# Work instruction
Each line of the data below that includes the string "based" must be copied.
== Material for this task
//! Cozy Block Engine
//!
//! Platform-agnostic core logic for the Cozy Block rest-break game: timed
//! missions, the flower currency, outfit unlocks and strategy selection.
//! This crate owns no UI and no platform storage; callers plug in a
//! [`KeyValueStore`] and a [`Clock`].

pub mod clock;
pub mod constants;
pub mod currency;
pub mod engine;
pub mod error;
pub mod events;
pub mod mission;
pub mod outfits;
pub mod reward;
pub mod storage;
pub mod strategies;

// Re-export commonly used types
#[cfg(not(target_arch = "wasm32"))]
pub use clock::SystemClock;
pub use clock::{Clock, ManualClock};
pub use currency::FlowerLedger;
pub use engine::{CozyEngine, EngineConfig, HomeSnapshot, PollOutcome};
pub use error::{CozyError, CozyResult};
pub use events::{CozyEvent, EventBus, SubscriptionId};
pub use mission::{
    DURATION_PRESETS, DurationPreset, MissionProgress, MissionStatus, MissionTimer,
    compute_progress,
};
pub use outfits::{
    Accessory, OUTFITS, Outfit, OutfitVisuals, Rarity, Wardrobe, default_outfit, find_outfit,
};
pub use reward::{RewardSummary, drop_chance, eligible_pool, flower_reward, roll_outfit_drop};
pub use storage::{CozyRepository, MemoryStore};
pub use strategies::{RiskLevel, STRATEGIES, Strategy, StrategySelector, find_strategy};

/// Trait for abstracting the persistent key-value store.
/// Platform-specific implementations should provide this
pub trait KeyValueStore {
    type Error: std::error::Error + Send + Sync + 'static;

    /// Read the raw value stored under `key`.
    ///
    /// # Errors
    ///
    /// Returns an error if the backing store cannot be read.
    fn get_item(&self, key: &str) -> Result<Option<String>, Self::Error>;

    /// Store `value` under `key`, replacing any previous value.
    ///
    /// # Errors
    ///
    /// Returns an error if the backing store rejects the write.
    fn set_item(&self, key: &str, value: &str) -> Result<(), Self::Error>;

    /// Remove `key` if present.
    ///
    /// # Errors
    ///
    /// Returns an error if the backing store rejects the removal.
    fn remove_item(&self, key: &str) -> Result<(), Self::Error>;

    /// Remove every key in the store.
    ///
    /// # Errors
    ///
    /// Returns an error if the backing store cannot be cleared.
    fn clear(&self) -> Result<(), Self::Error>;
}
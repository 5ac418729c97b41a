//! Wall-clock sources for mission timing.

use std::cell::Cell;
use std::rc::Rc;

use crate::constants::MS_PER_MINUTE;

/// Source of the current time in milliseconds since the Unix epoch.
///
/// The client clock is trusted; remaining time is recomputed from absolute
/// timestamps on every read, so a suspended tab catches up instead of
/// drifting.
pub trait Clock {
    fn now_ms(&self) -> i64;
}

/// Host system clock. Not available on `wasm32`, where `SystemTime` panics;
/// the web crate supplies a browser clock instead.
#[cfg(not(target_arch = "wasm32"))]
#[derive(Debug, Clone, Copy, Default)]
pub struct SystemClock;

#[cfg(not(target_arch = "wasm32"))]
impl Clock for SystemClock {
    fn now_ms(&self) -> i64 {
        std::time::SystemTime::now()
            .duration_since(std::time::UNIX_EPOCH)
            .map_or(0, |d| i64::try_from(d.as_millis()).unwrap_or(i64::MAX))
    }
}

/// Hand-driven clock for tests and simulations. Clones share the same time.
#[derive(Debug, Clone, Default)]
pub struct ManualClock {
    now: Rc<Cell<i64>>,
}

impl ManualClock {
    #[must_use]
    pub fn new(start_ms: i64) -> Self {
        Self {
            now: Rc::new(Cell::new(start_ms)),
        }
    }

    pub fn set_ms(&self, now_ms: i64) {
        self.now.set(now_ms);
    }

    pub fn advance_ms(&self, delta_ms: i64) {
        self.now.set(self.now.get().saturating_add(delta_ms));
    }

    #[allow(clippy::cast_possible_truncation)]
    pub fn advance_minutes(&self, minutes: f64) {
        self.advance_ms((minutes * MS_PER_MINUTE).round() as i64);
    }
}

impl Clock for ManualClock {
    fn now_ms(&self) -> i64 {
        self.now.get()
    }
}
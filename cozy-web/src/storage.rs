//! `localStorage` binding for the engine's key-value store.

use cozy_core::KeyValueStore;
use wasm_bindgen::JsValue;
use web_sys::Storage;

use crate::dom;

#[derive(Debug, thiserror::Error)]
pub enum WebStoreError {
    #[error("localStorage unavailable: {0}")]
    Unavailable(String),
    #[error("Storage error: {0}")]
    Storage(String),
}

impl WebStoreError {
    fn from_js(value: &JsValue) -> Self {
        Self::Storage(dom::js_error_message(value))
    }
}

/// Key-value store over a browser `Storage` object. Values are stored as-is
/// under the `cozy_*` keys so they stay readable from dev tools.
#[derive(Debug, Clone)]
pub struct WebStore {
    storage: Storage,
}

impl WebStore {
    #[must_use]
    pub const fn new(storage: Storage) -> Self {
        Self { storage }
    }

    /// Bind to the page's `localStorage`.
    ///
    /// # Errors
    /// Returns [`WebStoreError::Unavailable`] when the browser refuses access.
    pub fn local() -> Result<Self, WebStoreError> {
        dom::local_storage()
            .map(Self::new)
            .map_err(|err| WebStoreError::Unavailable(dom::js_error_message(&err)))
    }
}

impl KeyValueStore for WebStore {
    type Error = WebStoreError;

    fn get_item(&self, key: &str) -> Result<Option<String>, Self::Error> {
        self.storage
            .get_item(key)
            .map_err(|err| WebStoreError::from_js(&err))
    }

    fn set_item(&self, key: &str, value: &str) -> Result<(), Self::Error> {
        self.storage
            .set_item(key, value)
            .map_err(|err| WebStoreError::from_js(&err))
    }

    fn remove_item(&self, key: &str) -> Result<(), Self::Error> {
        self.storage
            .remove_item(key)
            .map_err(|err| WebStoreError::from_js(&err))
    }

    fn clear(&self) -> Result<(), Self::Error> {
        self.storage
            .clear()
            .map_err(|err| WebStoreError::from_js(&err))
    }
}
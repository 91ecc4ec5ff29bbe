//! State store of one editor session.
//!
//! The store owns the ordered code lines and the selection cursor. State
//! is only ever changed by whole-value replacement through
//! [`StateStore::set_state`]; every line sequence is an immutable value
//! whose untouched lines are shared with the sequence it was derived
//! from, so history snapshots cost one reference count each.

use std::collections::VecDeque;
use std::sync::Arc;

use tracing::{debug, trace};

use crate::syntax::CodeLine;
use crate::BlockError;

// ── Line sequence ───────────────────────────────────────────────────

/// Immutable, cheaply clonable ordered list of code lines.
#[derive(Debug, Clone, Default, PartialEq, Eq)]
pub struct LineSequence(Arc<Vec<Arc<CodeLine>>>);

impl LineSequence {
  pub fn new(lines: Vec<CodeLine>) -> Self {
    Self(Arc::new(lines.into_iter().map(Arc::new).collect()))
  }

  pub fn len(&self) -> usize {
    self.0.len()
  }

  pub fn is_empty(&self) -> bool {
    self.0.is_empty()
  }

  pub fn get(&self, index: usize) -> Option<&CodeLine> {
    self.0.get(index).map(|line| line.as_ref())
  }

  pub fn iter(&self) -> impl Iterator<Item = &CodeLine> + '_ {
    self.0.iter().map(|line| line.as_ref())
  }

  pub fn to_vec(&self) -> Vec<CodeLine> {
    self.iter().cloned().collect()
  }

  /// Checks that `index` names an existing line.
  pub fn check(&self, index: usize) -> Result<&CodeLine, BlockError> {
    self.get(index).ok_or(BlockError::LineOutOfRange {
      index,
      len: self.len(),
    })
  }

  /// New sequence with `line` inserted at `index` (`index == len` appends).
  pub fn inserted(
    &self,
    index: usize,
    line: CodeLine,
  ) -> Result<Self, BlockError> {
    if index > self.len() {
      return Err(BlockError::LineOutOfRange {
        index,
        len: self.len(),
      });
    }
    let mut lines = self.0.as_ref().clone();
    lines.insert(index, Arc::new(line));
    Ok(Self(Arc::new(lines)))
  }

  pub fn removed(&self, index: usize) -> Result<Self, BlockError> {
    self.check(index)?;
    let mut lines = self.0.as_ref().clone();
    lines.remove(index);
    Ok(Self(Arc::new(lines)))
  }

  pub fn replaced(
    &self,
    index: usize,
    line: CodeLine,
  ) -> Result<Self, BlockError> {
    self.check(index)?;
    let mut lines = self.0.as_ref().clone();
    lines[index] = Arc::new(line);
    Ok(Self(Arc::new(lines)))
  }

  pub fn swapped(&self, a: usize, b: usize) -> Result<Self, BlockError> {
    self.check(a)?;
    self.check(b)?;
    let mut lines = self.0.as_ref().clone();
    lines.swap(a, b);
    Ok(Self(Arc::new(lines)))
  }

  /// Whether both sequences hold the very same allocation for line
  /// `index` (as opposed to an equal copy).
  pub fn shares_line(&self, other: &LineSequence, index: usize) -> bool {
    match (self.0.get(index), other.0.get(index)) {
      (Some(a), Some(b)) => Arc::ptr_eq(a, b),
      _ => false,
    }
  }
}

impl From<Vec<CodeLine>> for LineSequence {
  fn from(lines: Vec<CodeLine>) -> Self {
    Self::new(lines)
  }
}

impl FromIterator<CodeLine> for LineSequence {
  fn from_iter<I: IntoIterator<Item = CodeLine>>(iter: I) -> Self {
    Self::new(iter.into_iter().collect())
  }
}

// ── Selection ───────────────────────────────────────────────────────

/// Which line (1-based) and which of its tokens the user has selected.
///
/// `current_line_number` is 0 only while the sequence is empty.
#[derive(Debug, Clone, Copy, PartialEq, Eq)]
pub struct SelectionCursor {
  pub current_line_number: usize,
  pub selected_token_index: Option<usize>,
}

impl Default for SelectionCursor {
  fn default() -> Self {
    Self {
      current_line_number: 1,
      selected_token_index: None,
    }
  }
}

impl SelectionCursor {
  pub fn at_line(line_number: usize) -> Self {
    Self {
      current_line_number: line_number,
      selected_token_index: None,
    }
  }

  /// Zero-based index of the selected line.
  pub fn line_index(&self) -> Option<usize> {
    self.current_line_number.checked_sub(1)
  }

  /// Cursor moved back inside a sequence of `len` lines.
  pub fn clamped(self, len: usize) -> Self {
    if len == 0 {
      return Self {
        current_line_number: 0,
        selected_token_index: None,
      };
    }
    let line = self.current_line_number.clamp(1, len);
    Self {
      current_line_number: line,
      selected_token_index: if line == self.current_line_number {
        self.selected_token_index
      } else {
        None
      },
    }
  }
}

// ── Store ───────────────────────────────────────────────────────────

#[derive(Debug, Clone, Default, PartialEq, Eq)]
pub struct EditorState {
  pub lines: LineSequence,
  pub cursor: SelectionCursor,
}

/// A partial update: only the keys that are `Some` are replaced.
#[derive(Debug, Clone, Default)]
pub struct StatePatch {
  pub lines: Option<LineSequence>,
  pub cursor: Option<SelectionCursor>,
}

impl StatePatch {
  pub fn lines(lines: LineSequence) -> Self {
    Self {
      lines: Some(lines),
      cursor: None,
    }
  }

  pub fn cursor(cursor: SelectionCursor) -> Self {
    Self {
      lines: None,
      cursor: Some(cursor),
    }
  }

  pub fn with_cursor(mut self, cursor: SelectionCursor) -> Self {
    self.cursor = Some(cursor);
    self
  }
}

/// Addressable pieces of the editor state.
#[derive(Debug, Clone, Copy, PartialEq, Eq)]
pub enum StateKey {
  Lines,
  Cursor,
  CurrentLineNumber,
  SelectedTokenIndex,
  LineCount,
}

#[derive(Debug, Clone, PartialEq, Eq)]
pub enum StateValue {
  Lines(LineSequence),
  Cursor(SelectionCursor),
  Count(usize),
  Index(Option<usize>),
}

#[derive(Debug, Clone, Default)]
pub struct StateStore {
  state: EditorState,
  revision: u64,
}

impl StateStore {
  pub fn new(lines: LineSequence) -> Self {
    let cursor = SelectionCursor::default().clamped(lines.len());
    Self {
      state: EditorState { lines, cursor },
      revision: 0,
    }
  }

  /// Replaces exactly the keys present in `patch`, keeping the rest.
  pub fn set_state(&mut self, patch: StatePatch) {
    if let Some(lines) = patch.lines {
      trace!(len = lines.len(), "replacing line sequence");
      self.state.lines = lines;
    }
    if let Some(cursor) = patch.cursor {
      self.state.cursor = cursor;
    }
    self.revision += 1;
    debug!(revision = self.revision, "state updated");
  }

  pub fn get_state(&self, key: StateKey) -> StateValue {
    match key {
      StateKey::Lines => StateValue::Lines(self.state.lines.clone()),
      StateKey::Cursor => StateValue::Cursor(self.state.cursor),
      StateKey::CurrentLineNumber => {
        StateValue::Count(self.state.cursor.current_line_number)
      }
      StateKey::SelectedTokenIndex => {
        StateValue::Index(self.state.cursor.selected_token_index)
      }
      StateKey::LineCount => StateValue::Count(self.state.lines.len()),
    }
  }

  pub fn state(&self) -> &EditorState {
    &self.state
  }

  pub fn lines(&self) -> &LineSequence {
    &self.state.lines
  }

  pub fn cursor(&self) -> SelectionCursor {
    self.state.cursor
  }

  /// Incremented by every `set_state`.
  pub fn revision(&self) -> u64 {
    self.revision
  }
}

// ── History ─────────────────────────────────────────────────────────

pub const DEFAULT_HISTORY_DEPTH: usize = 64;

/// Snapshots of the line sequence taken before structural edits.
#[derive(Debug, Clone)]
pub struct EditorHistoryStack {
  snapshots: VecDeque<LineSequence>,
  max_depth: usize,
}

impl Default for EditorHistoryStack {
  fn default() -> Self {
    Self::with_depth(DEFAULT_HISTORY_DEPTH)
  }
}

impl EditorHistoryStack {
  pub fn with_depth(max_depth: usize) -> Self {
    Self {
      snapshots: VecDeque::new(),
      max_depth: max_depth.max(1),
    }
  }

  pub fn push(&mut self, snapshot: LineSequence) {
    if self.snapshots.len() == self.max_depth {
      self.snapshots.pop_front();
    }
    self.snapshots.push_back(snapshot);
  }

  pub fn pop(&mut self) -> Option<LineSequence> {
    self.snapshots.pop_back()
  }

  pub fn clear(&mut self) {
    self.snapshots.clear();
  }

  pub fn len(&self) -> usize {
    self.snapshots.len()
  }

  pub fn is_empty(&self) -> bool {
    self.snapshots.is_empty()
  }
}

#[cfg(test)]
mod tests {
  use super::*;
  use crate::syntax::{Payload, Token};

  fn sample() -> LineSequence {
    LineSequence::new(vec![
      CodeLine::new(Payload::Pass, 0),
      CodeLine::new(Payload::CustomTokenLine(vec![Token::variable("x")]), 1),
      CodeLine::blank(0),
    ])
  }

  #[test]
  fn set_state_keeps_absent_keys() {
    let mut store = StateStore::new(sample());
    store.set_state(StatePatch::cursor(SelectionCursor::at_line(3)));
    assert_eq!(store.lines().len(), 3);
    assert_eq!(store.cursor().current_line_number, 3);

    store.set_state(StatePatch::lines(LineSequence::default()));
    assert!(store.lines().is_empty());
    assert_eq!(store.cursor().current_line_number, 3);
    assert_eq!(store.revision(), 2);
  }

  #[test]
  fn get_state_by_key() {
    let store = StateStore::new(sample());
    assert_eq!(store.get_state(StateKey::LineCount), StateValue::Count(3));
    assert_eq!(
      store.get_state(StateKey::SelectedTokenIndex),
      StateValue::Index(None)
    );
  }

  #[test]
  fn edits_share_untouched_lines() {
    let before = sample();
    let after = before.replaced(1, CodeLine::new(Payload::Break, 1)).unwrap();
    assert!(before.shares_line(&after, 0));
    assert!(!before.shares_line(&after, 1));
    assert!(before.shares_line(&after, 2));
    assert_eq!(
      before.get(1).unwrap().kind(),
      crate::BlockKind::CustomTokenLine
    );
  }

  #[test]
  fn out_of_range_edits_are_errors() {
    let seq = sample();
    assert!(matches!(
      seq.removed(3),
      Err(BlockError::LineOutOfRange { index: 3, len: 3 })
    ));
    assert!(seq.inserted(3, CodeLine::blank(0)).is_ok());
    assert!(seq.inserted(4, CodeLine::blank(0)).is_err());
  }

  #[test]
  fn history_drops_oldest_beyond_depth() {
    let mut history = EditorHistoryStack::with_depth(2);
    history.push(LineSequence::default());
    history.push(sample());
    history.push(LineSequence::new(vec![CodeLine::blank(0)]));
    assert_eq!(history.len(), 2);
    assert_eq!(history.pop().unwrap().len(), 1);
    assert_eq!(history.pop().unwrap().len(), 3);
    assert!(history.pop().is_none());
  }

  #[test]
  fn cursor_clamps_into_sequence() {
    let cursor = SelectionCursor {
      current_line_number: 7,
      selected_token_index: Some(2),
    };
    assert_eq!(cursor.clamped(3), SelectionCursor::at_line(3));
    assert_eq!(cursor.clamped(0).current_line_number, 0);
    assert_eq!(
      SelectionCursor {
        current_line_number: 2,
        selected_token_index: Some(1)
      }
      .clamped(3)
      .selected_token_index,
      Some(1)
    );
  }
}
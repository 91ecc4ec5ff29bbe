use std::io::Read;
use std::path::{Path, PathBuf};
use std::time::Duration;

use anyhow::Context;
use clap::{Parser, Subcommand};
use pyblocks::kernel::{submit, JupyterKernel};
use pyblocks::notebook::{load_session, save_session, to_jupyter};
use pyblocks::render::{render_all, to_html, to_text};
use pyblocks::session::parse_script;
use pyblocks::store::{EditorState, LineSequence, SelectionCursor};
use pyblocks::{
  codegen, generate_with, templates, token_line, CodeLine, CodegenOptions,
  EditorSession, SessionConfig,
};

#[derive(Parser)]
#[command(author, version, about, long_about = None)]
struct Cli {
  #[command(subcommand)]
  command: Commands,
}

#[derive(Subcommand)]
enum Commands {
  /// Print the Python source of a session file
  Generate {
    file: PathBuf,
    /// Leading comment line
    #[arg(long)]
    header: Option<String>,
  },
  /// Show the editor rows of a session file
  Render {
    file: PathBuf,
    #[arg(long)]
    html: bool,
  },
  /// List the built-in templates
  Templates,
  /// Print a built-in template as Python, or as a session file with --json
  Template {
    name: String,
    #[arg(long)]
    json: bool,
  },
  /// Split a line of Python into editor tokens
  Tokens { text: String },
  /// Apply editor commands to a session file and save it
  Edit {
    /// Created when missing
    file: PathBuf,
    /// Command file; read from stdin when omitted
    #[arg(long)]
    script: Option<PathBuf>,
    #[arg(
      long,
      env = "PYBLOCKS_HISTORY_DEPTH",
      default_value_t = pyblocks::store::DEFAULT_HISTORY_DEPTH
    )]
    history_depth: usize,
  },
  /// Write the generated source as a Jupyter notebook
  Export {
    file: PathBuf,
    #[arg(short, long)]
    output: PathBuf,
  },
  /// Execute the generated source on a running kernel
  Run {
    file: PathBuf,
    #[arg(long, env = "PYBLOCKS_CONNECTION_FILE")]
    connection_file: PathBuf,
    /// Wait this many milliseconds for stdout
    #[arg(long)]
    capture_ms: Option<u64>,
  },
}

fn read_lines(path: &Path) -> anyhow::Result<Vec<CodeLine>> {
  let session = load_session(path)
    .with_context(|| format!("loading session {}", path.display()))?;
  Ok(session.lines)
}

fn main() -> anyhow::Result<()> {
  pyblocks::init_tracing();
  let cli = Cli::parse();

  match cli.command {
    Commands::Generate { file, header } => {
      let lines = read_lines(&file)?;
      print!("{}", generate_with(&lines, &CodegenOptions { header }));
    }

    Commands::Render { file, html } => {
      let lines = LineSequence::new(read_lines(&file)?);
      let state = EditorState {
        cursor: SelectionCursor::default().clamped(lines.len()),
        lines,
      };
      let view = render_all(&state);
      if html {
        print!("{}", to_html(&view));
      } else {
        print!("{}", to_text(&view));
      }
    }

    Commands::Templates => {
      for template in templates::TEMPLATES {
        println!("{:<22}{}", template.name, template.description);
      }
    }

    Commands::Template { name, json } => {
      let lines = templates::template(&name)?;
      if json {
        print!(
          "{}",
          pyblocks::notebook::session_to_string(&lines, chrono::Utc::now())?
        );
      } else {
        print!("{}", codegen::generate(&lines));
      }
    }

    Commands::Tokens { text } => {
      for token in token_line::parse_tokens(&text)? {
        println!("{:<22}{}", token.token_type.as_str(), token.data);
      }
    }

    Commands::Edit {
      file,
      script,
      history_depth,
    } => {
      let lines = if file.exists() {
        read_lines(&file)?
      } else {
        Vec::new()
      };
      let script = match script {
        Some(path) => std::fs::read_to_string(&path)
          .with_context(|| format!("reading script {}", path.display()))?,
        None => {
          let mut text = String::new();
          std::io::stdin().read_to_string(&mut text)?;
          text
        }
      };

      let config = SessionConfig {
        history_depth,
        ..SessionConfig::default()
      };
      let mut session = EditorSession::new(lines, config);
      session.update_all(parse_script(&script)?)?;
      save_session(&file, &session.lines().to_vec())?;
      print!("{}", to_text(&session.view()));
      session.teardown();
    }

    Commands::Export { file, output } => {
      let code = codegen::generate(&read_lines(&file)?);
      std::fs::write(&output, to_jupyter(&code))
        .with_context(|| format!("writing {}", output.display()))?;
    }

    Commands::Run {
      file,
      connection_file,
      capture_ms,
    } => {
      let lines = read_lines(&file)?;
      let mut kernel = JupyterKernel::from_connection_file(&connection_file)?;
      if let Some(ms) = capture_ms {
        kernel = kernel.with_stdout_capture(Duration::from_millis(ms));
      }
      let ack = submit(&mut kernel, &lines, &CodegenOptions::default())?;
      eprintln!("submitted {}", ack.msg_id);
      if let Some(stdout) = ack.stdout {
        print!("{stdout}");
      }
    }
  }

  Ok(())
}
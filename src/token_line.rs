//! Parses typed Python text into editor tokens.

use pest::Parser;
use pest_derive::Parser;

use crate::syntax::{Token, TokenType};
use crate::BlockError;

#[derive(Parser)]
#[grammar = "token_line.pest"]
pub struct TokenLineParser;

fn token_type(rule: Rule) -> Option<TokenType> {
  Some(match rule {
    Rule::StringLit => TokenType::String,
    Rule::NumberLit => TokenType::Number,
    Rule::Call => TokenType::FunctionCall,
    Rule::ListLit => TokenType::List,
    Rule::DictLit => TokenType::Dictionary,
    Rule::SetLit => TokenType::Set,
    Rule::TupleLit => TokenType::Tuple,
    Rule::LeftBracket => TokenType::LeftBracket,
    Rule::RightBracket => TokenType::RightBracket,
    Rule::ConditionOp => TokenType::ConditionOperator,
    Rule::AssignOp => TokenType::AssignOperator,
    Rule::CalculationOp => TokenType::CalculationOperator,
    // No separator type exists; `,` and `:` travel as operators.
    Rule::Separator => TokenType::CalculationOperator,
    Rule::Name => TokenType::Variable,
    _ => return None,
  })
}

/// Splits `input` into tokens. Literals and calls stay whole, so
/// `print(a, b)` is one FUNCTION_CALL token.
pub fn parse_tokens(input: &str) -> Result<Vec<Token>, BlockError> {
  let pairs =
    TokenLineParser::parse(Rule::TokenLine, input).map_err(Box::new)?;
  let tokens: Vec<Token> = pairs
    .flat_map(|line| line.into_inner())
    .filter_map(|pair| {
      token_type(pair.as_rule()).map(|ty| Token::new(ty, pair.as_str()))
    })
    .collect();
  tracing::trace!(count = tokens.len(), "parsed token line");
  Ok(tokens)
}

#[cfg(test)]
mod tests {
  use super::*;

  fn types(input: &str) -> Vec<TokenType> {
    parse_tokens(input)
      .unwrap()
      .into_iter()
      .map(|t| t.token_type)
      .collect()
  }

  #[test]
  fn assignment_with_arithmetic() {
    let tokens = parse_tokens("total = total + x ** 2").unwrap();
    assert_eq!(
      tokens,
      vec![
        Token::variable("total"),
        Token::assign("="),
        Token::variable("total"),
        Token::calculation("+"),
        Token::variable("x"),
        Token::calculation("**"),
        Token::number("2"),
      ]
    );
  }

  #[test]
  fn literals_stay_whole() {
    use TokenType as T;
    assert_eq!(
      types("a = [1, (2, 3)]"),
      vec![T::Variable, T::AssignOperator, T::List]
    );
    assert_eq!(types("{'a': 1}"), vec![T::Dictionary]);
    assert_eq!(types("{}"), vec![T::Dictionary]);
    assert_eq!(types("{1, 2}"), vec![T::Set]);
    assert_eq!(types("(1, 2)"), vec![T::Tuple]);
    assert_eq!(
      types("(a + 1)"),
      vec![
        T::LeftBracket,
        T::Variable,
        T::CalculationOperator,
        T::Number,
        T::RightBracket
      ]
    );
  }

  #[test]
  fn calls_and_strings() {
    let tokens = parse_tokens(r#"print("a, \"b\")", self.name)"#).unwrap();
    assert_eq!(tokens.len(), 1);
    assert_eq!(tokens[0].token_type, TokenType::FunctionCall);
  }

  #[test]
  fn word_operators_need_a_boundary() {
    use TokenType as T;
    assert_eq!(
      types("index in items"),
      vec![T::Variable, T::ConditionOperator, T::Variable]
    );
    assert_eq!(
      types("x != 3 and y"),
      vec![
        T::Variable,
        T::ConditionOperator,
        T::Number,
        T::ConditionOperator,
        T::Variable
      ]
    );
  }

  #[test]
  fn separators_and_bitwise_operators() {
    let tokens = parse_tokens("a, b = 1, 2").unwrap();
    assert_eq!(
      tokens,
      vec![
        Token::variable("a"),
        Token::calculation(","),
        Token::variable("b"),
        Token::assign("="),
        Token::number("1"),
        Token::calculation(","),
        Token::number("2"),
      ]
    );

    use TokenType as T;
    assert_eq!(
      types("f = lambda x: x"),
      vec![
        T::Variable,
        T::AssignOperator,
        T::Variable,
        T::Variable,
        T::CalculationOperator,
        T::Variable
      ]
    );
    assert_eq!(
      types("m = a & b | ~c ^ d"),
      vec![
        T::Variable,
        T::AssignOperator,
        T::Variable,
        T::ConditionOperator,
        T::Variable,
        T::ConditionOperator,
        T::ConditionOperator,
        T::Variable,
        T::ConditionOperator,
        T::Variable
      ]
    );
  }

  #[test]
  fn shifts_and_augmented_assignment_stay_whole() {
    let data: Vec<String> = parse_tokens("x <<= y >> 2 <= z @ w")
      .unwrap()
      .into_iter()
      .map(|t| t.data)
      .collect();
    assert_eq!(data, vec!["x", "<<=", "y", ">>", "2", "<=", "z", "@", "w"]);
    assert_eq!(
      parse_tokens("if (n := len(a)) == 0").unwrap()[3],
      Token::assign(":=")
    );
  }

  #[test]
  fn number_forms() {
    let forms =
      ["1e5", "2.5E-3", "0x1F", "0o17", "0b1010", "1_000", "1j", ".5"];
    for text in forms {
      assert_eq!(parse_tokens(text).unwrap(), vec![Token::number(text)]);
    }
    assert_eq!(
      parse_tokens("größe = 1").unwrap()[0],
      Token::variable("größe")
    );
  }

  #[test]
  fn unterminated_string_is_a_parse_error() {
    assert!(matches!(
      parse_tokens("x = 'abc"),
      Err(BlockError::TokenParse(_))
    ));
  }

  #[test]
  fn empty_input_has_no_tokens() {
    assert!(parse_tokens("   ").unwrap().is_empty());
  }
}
====
# Answer to this exercise
/// Which line (1-based) and which of its tokens the user has selected.
  /// Zero-based index of the selected line.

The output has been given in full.